Babanızı neler öfkelendirirdi?

Feminist oluşum hayat tarzımı daha belirgin bir şekilde etkilemeye başladı. Babam da özellikle ilk zamanlarda her namuslu “Türk solcu erkeği” gibi buna epey tepki duydu. Sonra bir sürü şey yavaş yavaş değişmeye başladı.

Babam çok genç yaşadı

Ne kadar eleştirirsem eleştireyim bir kere şunu belirtmem gerek. Yaşları ne olursa olsun benim hayattaki en büyük şansım hem Yılmaz’ın hem babamın çok genç yaşamış olmaları. Yaşlanmak kaçınılmaz, ihtiyarlık ise bir tercihtir benim için. İkisi de ihtiyarlamayı tercih etmedi.

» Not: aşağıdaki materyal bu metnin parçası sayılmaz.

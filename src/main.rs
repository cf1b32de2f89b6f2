//! pagesim - Main Entry Point
//!
//! Usage: pagesim <commands>
//!
//! Commands (any number, processed left to right):
//!   pfm                  - print the free-page map
//!   ppt <proc>           - print a process's page table
//!   np <proc> <pages>    - create a process with <pages> data pages
//!   kp <proc>            - kill a process, reclaiming its pages
//!   sb <proc> <va> <val> - store a byte through address translation
//!   lb <proc> <va>       - load a byte through address translation

use std::env;
use std::fmt::Display;
use std::process;
use std::slice;
use std::str::FromStr;

use pagesim::access::{load_value, store_value};
use pagesim::allocator::is_page_free;
use pagesim::constants::*;
use pagesim::memory::{PhysicalMemory, page_address};
use pagesim::process::{kill_process, new_process};
use pagesim::table::get_page_table;

fn main() {
    env_logger::init();

    let args: Vec<String> = env::args().collect();
    if args.len() == 1 {
        eprintln!("usage: pagesim commands");
        process::exit(1);
    }

    let mut mem = PhysicalMemory::initialized();

    if let Err(e) = run(&mut mem, &args[1..]) {
        eprintln!("{}", e);
        process::exit(1);
    }
}

/// Drive the simulator over the command token stream.
fn run(mem: &mut PhysicalMemory, args: &[String]) -> Result<(), String> {
    let mut tokens = args.iter();

    while let Some(command) = tokens.next() {
        match command.as_str() {
            "pfm" => print_page_free_map(mem),
            "ppt" => {
                let proc_num = next_operand(&mut tokens, "ppt", "proc_num")?;
                print_page_table(mem, proc_num);
            }
            "np" => {
                let proc_num = next_operand(&mut tokens, "np", "proc_num")?;
                let page_count = next_operand(&mut tokens, "np", "page_count")?;
                if let Err(e) = new_process(mem, proc_num, page_count) {
                    // OOM diagnostics go to stdout with the rest of the
                    // simulator output. Data-page exhaustion halts the run.
                    println!("{}", e);
                    if e.is_fatal() {
                        process::exit(1);
                    }
                }
            }
            "kp" => {
                let proc_num = next_operand(&mut tokens, "kp", "proc_num")?;
                kill_process(mem, proc_num);
            }
            "sb" => {
                let proc_num = next_operand(&mut tokens, "sb", "proc_num")?;
                let virtual_address = next_operand(&mut tokens, "sb", "virtual_address")?;
                let value = next_operand(&mut tokens, "sb", "value")?;
                println!("{}", store_value(mem, proc_num, virtual_address, value));
            }
            "lb" => {
                let proc_num = next_operand(&mut tokens, "lb", "proc_num")?;
                let virtual_address = next_operand(&mut tokens, "lb", "virtual_address")?;
                println!("{}", load_value(mem, proc_num, virtual_address));
            }
            other => {
                return Err(format!("unknown command: {}", other));
            }
        }
    }

    Ok(())
}

/// Pull and parse the next integer operand for `command`.
fn next_operand<T>(
    tokens: &mut slice::Iter<'_, String>,
    command: &str,
    name: &str,
) -> Result<T, String>
where
    T: FromStr,
    T::Err: Display,
{
    let token = tokens
        .next()
        .ok_or_else(|| format!("{}: missing {} operand", command, name))?;
    token
        .parse()
        .map_err(|e| format!("{}: invalid {} operand {:?}: {}", command, name, token, e))
}

/// Print the free-page map as a 4-row grid: `#` allocated, `.` free.
fn print_page_free_map(mem: &PhysicalMemory) {
    println!("--- PAGE FREE MAP ---");

    for page in 0..PAGE_COUNT {
        print!("{}", if is_page_free(mem, page) { '.' } else { '#' });

        if (page + 1) % 16 == 0 {
            println!();
        }
    }
}

/// Print every nonzero page-table entry as `virtual -> physical` in hex.
fn print_page_table(mem: &PhysicalMemory, proc_num: usize) {
    println!("--- PROCESS {} PAGE TABLE ---", proc_num);

    let table_page = get_page_table(mem, proc_num);

    for entry in 0..PAGE_COUNT {
        let page = mem.read(page_address(table_page as usize, entry));

        if page != 0 {
            println!("{:02x} -> {:02x}", entry, page);
        }
    }
}
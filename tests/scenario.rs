//! End-to-end scenarios driving the library the way the command stream does.

use pagesim::access::{load_value, store_value};
use pagesim::allocator::{allocate_page, free_page_count, is_page_free};
use pagesim::constants::*;
use pagesim::memory::{PhysicalMemory, page_address};
use pagesim::process::{kill_process, new_process};
use pagesim::table::get_page_table;
use pagesim::VmError;

/// Collect a process's nonzero page-table entries, as `ppt` would print them.
fn page_table_entries(mem: &PhysicalMemory, proc_num: usize) -> Vec<(usize, u8)> {
    let table = get_page_table(mem, proc_num) as usize;
    (0..PAGE_COUNT)
        .filter_map(|entry| {
            let page = mem.read(page_address(table, entry));
            (page != 0).then_some((entry, page))
        })
        .collect()
}

#[test]
fn fresh_memory_has_one_allocated_page() {
    let mem = PhysicalMemory::initialized();
    assert_eq!(free_page_count(&mem), PAGE_COUNT - 1);
    assert!(!is_page_free(&mem, 0));
    // Data area is untouched.
    for addr in PAGE_SIZE..MEM_SIZE {
        assert_eq!(mem.read(addr), 0);
    }
}

#[test]
fn np_ppt_sb_lb_kp_round_trip() {
    let mut mem = PhysicalMemory::initialized();

    // np 2 3: table in page 1, data in the next three lowest pages.
    new_process(&mut mem, 2, 3).unwrap();
    assert_eq!(get_page_table(&mem, 2), 1);
    assert_eq!(
        page_table_entries(&mem, 2),
        vec![(0, 2), (1, 3), (2, 4)]
    );

    // sb 2 0 99 / lb 2 0
    let stored = store_value(&mut mem, 2, 0, 99);
    assert_eq!(stored.to_string(), "Store proc 2: 0 => 512, value = 99");
    let loaded = load_value(&mem, 2, 0);
    assert_eq!(loaded.value, 99);
    assert_eq!(loaded.to_string(), "Load proc 2: 0 => 512, value = 99");

    // kp 2: table and data pages return to the pool, except the page named
    // by entry 0, which the reclaim loop skips.
    kill_process(&mut mem, 2);
    assert!(is_page_free(&mem, 1));
    assert!(!is_page_free(&mem, 2));
    assert!(is_page_free(&mem, 3));
    assert!(is_page_free(&mem, 4));
    assert!(!is_page_free(&mem, 0));
}

#[test]
fn two_processes_own_disjoint_pages() {
    let mut mem = PhysicalMemory::initialized();

    new_process(&mut mem, 2, 2).unwrap(); // table 1, data 2 3
    new_process(&mut mem, 3, 2).unwrap(); // table 4, data 5 6

    let owned_2: Vec<u8> = page_table_entries(&mem, 2).iter().map(|&(_, p)| p).collect();
    let owned_3: Vec<u8> = page_table_entries(&mem, 3).iter().map(|&(_, p)| p).collect();
    assert_eq!(owned_2, vec![2, 3]);
    assert_eq!(owned_3, vec![5, 6]);

    // Stores through one process do not land in the other's pages.
    store_value(&mut mem, 2, 0, 11);
    store_value(&mut mem, 3, 0, 22);
    assert_eq!(load_value(&mem, 2, 0).value, 11);
    assert_eq!(load_value(&mem, 3, 0).value, 22);
}

#[test]
fn store_load_every_page_and_offset_boundary() {
    let mut mem = PhysicalMemory::initialized();
    new_process(&mut mem, 2, 4).unwrap();

    for page in 0..4u32 {
        for offset in [0u32, 1, PAGE_SIZE as u32 / 2, PAGE_SIZE as u32 - 1] {
            let va = (page << PAGE_SHIFT) | offset;
            let value = (page * 100 + offset) % 256;
            store_value(&mut mem, 2, va, value);
            assert_eq!(load_value(&mem, 2, va).value, value as u8);
        }
    }
}

#[test]
fn oversized_page_count_reports_and_continues() {
    let mut mem = PhysicalMemory::initialized();

    let err = new_process(&mut mem, 2, PAGE_COUNT).unwrap_err();
    assert_eq!(err, VmError::PageTableOom { proc_num: 2 });
    assert!(!err.is_fatal());
    assert_eq!(free_page_count(&mem), PAGE_COUNT - 1);

    // The run goes on: the same process can be created with a sane count.
    new_process(&mut mem, 2, 1).unwrap();
    assert_eq!(page_table_entries(&mem, 2), vec![(0, 2)]);
}

#[test]
fn exhaustion_policy_is_asymmetric() {
    let mut mem = PhysicalMemory::initialized();
    while free_page_count(&mem) > 0 {
        allocate_page(&mut mem, 2).unwrap();
    }

    // Bootstrap process degrades to the sentinel, silently.
    assert_eq!(allocate_page(&mut mem, BOOTSTRAP_PROC), Ok(SENTINEL_PAGE));

    // Anyone else hits the fatal tier.
    let err = allocate_page(&mut mem, 2).unwrap_err();
    assert_eq!(err, VmError::DataPageOom { proc_num: 2 });
    assert!(err.is_fatal());
}

#[test]
fn kill_then_recreate_reuses_lowest_pages() {
    let mut mem = PhysicalMemory::initialized();

    new_process(&mut mem, 2, 2).unwrap(); // table 1, data 2 3
    kill_process(&mut mem, 2); // frees 1 and 3; entry-0 page 2 leaks

    new_process(&mut mem, 4, 2).unwrap();
    // First fit walks past the leaked page 2.
    assert_eq!(get_page_table(&mem, 4), 1);
    assert_eq!(page_table_entries(&mem, 4), vec![(0, 3), (1, 4)]);
}
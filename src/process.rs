//! Process lifecycle: page-table setup at creation, page reclamation at kill.

use log::debug;

use crate::allocator::{allocate_page, deallocate_page};
use crate::constants::*;
use crate::error::VmError;
use crate::memory::{PhysicalMemory, page_address};
use crate::table::{get_page_table, set_page_table};

/// Create a process: allocate its page-table page plus `page_count` data
/// pages, recording each data page in successive table entries.
///
/// A `page_count` that cannot fit in a one-page table fails up front with
/// `PageTableOom` and allocates nothing. Creation is not transactional:
/// if the allocator fails mid-loop the error propagates and the pages
/// already granted stay attached to the partial table.
pub fn new_process(
    mem: &mut PhysicalMemory,
    proc_num: usize,
    page_count: usize,
) -> Result<(), VmError> {
    if page_count >= PAGE_COUNT {
        return Err(VmError::PageTableOom { proc_num });
    }

    let table_page = allocate_page(mem, proc_num)?;
    set_page_table(mem, proc_num, table_page);

    for entry in 0..page_count {
        let data_page = allocate_page(mem, proc_num)?;
        mem.write(page_address(table_page as usize, entry), data_page);
    }

    debug!(
        "proc {}: created with table page {:#04x} and {} data pages",
        proc_num, table_page, page_count
    );
    Ok(())
}

/// Destroy a process, returning its pages to the free pool.
///
/// Walks table entries 1..PAGE_COUNT; entry 0 is never visited, so the
/// page it names leaks. An entry is reclaimed when its slot address is
/// nonzero, differs from the free map's page-0 byte, and the entry itself
/// names a page. The table page is freed last. The pointer-table slot is
/// left stale: it keeps naming the freed table page until a later
/// `new_process` overwrites it.
pub fn kill_process(mem: &mut PhysicalMemory, proc_num: usize) {
    let table_page = get_page_table(mem, proc_num);

    for entry in 1..PAGE_COUNT {
        let entry_addr = page_address(table_page as usize, entry);
        if entry_addr != 0 && entry_addr != mem.read(0) as usize {
            let data_page = mem.read(entry_addr);
            if data_page != 0 {
                deallocate_page(mem, data_page);
            }
        }
    }

    deallocate_page(mem, table_page);
    debug!("proc {}: killed, table page {:#04x} freed", proc_num, table_page);
}
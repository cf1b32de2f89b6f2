pub const PAGE_SHIFT: u32 = 8;
pub const PAGE_SIZE: usize = 1 << PAGE_SHIFT;
pub const PAGE_COUNT: usize = 64;
pub const MEM_SIZE: usize = PAGE_SIZE * PAGE_COUNT;

pub const OFFSET_MASK: usize = PAGE_SIZE - 1;

/// Offset into page 0 where the page-table-pointer table begins
/// (one byte per process slot).
pub const PTP_OFFSET: usize = 64;

/// Invalid page number handed to the bootstrap process when no page is free.
pub const SENTINEL_PAGE: u8 = 0xff;

/// Process number granted relaxed (non-fatal) out-of-memory handling.
pub const BOOTSTRAP_PROC: usize = 1;

const _: () = assert!(PAGE_SIZE == 1 << PAGE_SHIFT);
const _: () = assert!(PAGE_SIZE * PAGE_COUNT == MEM_SIZE);
const _: () = assert!(PAGE_COUNT <= PAGE_SIZE, "free map must fit in page 0");
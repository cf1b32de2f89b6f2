use crate::constants::*;

/// Compose a page number and an in-page offset into a flat address.
#[inline]
pub fn page_address(page: usize, offset: usize) -> usize {
    (page << PAGE_SHIFT) | offset
}

/// The simulated physical memory: one fixed byte array holding everything —
/// the free-page map and pointer table in page 0, every page table, and all
/// data pages. It is the single shared mutable resource; every other
/// component borrows it.
pub struct PhysicalMemory {
    data: Box<[u8; MEM_SIZE]>,
}

impl PhysicalMemory {
    /// Create physical memory with every byte zeroed.
    pub fn new() -> Self {
        // Allocate on the heap first, then fix the size.
        let data = vec![0u8; MEM_SIZE].into_boxed_slice();
        let data: Box<[u8; MEM_SIZE]> = data.try_into().unwrap();
        PhysicalMemory { data }
    }

    /// Create physical memory ready for use: zeroed, with page 0 reserved.
    pub fn initialized() -> Self {
        let mut mem = Self::new();
        mem.initialize();
        mem
    }

    /// Reset to the boot state: all bytes zero, then page 0 marked
    /// allocated in the free map. Page 0 hosts the free map and the
    /// page-table-pointer table and is never handed out by the allocator.
    pub fn initialize(&mut self) {
        self.data.fill(0);
        self.data[page_address(0, 0)] = 1;
    }

    /// Read one byte of physical memory. Addresses wrap at `MEM_SIZE`:
    /// page numbers are bytes, so a composed address can name a page past
    /// the end of the array (the bootstrap sentinel does), and the access
    /// lands wherever the wrap puts it rather than faulting.
    #[inline]
    pub fn read(&self, address: usize) -> u8 {
        self.data[address & (MEM_SIZE - 1)]
    }

    /// Write one byte of physical memory. Wraps like [`Self::read`].
    #[inline]
    pub fn write(&mut self, address: usize, value: u8) {
        self.data[address & (MEM_SIZE - 1)] = value;
    }
}

impl Default for PhysicalMemory {
    fn default() -> Self {
        Self::new()
    }
}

Babam doksan yedi yaşında çok genç bir insan olarak öldü. Aynı şekilde Atıf Yılmaz da yetmiş dokuz yaşında çok genç bir insan olarak öldü. Düşünüp söz konusu tartışma konusunu anlamaya çalışmak, ikisinin de benim için çok değerli özellikleriydi. Ama elbette kavgamız bitmedi.

Bir kere Gümüşlük’te annem ve babamla yemek yerken az sonra yine atışmaya başladık. Yan masadan bir kadın kalkıp yanımıza geldi. “Deniz Hanım, babanızla kavga etmekten sakın vazgeçmeyin, inanın ben kavga edemeden babamı kaybettim. O kavgaları edemeden kaybettiğim için o kadar üzgünüm ki,” dedi ve ayrıldı yanımızdan. Babama doğru baktım, yorulmuştu artık kendisi de kavgamızdan. “Kusura bakma ama, görüyorsun halkımız istiyor kavga etmemizi” dedim.

Vedat Türkali’nin çalışırken evdeki hâli nasıldı?

Hapishane alışkanlığı, senaryo çalışırken evde gide gele çalışırdı. O yazdığı diyalogları tekrarlardı sürekli, son derece de titizdi. Çalışma hâli insanın içine çalışma arzusu uyandıran bir biçimdi.

Çevresindeki insanlarla ilişkisi nasıldı?

Bu tür insanlar, babam ve babam gibiler tabii “hoca” olarak tanınan, hitap edilen kişilerdi. Hakikaten çok güzel konuşur ve anlatırdı. İyi bir öğreticiydi. Bir konuyu anlatırken daha çok anlatmasını isterdin… Onu daha çok dinlemeyi isterdi insan. Muhtemelen bir dönem edebiyat öğretmeni olarak görev yapmasından kaynaklanan bir şeydi. Bu sebeple genelde dostlarla bir araya gelinen yemeklerde daha çok babam anlatır ve dinlenirdi. Herkes de keyifle dinlerdi…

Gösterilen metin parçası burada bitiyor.